— Exercise material —
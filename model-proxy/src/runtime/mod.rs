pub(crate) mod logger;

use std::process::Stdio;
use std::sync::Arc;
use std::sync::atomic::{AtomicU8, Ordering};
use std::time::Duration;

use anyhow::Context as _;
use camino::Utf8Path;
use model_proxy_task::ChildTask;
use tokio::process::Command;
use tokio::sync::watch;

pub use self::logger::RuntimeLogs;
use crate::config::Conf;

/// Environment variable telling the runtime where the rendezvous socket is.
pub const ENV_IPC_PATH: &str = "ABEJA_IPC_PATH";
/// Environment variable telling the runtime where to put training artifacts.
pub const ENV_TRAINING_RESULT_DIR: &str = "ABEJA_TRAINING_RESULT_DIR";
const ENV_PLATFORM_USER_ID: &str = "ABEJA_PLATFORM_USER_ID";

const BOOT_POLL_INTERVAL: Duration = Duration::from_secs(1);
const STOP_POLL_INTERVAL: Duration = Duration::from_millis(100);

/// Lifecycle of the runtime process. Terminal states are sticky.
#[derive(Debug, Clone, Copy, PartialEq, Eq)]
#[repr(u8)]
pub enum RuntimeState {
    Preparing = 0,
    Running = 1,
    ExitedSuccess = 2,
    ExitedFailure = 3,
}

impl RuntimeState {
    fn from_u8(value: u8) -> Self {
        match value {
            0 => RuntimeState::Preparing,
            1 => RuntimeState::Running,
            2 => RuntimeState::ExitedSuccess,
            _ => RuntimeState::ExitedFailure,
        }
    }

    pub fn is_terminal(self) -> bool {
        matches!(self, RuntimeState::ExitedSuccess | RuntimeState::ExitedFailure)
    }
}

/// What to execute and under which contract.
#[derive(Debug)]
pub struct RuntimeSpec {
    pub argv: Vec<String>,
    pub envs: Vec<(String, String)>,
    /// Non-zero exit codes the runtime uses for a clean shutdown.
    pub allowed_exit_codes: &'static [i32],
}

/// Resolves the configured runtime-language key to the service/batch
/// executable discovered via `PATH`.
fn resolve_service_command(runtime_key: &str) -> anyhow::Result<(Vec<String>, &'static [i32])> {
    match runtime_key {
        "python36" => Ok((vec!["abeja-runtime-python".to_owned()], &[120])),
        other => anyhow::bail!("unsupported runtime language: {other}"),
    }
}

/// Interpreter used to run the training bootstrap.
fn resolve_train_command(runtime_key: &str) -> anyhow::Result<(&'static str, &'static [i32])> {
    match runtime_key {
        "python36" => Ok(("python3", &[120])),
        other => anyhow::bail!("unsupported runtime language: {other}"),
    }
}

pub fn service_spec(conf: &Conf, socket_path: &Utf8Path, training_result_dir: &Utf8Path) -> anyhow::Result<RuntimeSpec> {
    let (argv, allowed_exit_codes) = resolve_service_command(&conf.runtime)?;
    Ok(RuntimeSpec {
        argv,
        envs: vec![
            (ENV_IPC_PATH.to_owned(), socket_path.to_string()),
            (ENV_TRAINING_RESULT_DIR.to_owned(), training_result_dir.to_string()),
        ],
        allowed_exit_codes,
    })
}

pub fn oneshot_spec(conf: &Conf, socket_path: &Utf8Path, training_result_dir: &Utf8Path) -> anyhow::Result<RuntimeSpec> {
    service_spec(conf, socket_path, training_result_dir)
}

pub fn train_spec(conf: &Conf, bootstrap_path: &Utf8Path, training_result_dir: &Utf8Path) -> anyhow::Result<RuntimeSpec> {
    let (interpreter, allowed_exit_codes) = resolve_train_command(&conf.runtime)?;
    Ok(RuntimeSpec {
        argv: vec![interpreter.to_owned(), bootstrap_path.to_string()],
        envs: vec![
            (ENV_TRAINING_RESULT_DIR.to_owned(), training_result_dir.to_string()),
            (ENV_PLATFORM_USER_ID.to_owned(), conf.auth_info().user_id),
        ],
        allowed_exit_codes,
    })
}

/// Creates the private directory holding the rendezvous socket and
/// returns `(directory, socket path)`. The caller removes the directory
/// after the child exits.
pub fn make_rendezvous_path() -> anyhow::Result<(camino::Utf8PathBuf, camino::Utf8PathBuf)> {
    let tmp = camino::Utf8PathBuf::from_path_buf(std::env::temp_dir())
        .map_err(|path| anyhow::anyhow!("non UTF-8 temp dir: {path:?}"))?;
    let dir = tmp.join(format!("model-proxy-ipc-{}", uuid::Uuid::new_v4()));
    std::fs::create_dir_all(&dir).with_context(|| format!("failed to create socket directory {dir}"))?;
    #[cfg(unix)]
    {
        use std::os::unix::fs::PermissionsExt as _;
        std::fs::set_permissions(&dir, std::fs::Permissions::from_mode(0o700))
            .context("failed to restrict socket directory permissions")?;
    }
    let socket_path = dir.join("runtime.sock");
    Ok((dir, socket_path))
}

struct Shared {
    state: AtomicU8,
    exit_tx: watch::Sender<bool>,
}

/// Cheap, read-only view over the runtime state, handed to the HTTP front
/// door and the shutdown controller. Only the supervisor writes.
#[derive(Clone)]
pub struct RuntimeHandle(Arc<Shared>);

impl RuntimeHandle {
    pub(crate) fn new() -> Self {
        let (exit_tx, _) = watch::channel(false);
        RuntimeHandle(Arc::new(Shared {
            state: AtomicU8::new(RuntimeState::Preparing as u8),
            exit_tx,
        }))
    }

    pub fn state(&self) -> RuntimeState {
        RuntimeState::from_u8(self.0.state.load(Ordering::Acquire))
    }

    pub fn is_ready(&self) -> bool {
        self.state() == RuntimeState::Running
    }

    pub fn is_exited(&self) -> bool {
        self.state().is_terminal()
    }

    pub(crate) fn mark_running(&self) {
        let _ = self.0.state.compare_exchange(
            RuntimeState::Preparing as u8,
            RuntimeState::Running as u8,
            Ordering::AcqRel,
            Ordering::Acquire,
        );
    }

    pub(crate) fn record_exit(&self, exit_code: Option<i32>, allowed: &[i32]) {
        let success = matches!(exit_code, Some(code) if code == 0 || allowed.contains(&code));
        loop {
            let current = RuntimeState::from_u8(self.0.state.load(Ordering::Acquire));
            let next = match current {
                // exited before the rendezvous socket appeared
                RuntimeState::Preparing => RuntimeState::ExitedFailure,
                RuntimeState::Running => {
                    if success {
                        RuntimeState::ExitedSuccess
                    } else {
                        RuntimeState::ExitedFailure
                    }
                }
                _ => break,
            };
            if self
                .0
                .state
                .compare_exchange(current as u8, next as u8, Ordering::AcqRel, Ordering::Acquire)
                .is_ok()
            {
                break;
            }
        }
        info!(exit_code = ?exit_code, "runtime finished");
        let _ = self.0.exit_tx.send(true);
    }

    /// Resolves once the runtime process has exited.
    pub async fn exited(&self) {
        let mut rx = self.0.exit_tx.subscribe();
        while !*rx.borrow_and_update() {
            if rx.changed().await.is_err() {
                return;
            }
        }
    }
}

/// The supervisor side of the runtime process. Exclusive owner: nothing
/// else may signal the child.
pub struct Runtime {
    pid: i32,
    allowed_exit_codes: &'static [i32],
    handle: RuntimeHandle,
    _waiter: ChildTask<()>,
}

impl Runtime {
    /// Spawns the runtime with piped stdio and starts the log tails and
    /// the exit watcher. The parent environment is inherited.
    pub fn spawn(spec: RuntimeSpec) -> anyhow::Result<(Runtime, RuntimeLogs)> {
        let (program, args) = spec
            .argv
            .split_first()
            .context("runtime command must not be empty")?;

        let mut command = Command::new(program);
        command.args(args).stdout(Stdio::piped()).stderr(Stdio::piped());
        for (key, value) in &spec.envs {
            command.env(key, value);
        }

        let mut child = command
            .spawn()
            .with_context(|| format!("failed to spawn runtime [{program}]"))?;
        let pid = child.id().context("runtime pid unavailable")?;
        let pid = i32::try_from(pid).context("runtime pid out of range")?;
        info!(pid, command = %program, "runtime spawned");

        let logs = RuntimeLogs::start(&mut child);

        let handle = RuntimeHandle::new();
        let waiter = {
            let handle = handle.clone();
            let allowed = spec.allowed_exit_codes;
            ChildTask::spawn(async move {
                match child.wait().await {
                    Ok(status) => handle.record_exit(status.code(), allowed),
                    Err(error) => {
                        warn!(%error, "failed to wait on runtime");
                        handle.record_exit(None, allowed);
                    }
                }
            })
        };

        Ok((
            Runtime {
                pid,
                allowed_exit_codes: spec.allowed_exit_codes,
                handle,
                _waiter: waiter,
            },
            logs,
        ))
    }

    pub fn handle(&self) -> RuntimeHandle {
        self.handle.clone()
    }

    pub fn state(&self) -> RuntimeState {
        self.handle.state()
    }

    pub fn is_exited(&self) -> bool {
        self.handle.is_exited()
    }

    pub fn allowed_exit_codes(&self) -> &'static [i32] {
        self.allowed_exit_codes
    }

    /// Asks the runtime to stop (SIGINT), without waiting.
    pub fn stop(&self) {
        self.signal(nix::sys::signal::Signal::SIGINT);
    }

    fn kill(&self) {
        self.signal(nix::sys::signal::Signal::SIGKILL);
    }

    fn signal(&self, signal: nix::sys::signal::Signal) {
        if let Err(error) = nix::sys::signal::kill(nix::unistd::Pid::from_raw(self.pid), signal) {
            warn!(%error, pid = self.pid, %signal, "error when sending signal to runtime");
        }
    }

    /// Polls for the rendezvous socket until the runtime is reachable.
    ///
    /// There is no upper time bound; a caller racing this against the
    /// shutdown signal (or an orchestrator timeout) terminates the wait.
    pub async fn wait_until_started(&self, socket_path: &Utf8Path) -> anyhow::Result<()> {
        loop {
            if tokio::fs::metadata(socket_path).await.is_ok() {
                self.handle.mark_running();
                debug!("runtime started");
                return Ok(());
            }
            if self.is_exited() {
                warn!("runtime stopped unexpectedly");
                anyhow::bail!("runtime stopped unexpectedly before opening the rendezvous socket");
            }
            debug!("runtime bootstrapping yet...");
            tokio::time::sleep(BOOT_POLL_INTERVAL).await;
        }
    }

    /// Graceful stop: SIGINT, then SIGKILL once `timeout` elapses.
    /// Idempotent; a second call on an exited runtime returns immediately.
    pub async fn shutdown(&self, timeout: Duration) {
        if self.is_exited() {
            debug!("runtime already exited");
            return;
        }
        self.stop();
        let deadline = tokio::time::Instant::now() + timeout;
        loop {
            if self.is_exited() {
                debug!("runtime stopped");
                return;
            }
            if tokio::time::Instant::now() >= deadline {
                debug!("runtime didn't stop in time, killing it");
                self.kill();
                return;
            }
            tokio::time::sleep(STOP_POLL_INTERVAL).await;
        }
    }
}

--

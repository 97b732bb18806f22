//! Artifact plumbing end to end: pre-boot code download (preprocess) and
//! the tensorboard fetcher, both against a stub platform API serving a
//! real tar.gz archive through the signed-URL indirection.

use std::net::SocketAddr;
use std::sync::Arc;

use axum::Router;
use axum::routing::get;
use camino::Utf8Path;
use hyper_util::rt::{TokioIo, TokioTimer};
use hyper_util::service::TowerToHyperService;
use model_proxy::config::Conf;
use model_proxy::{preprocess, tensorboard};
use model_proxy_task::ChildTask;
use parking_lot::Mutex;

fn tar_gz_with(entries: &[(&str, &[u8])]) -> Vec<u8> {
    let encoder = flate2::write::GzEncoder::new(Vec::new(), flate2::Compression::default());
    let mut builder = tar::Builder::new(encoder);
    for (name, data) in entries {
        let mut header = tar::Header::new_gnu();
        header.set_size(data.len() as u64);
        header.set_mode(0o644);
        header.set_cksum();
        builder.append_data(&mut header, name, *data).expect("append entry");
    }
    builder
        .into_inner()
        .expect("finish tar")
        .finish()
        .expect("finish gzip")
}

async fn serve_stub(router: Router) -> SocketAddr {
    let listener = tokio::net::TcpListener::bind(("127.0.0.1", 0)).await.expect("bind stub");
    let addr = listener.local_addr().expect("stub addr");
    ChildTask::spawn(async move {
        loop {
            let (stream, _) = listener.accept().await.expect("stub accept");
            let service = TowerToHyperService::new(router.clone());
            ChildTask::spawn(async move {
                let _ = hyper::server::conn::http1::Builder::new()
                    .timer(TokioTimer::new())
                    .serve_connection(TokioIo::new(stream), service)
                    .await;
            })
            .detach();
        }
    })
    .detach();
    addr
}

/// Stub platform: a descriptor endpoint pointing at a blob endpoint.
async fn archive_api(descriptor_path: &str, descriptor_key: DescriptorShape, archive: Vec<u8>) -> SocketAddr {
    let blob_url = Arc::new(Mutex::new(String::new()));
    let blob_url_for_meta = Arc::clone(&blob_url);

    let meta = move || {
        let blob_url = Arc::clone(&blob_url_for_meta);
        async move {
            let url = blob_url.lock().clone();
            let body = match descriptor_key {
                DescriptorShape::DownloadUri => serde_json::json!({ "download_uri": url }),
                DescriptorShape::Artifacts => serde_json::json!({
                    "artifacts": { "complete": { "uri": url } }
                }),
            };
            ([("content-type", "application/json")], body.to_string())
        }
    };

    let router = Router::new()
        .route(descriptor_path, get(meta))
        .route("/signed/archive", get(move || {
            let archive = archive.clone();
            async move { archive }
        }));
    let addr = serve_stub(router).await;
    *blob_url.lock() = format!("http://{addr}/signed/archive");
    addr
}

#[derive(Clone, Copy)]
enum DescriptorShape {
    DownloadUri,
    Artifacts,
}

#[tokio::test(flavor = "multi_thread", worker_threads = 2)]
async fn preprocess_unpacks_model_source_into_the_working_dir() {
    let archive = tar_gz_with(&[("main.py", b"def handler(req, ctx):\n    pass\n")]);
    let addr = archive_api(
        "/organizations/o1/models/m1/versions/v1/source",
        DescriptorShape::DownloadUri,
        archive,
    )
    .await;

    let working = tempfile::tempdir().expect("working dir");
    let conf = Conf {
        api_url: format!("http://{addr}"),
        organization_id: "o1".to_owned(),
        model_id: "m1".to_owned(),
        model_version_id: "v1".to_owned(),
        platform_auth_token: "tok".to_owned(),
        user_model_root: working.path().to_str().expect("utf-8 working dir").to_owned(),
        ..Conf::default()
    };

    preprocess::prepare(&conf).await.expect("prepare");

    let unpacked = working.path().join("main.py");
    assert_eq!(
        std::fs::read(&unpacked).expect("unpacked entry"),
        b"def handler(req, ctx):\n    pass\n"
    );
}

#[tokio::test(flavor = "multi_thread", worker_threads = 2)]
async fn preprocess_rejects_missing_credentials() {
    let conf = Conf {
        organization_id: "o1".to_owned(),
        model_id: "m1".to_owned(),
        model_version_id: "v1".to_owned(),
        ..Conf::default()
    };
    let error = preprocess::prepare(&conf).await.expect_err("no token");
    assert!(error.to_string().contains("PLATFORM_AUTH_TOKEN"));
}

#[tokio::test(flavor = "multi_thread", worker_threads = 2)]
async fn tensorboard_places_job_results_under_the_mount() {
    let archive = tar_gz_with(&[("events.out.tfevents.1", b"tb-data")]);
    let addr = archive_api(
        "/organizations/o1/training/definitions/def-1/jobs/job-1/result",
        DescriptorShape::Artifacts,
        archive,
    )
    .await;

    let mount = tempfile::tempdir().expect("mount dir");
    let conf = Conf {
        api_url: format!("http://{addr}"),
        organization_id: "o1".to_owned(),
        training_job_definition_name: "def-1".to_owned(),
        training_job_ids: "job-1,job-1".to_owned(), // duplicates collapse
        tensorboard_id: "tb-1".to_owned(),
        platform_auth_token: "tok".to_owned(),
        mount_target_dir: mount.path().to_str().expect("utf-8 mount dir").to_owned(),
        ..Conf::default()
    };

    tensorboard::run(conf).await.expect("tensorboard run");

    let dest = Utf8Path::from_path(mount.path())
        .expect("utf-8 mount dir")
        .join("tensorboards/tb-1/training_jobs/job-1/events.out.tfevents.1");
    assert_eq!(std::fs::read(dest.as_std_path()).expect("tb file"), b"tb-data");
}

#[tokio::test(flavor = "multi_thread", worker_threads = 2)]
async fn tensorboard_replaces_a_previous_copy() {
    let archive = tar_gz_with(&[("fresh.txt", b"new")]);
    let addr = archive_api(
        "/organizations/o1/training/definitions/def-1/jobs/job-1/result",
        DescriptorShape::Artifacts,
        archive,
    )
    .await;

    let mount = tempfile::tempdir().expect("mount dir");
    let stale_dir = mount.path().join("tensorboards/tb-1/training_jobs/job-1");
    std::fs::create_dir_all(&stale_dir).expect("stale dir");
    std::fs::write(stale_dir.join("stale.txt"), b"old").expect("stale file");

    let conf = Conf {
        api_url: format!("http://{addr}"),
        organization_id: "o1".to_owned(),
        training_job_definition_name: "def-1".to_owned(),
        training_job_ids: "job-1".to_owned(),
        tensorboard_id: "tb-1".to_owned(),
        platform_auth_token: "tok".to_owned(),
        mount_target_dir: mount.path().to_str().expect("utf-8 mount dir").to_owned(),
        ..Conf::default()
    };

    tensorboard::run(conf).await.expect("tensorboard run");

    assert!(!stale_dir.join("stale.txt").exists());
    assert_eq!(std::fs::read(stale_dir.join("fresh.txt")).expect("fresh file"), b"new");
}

— Description of the task —
Every line of the listing that includes the word "bool" must be copied.

— The completed task —
    pub fn is_terminal(self) -> bool {
    exit_tx: watch::Sender<bool>,
    pub fn is_ready(&self) -> bool {
    pub fn is_exited(&self) -> bool {
    pub fn is_exited(&self) -> bool {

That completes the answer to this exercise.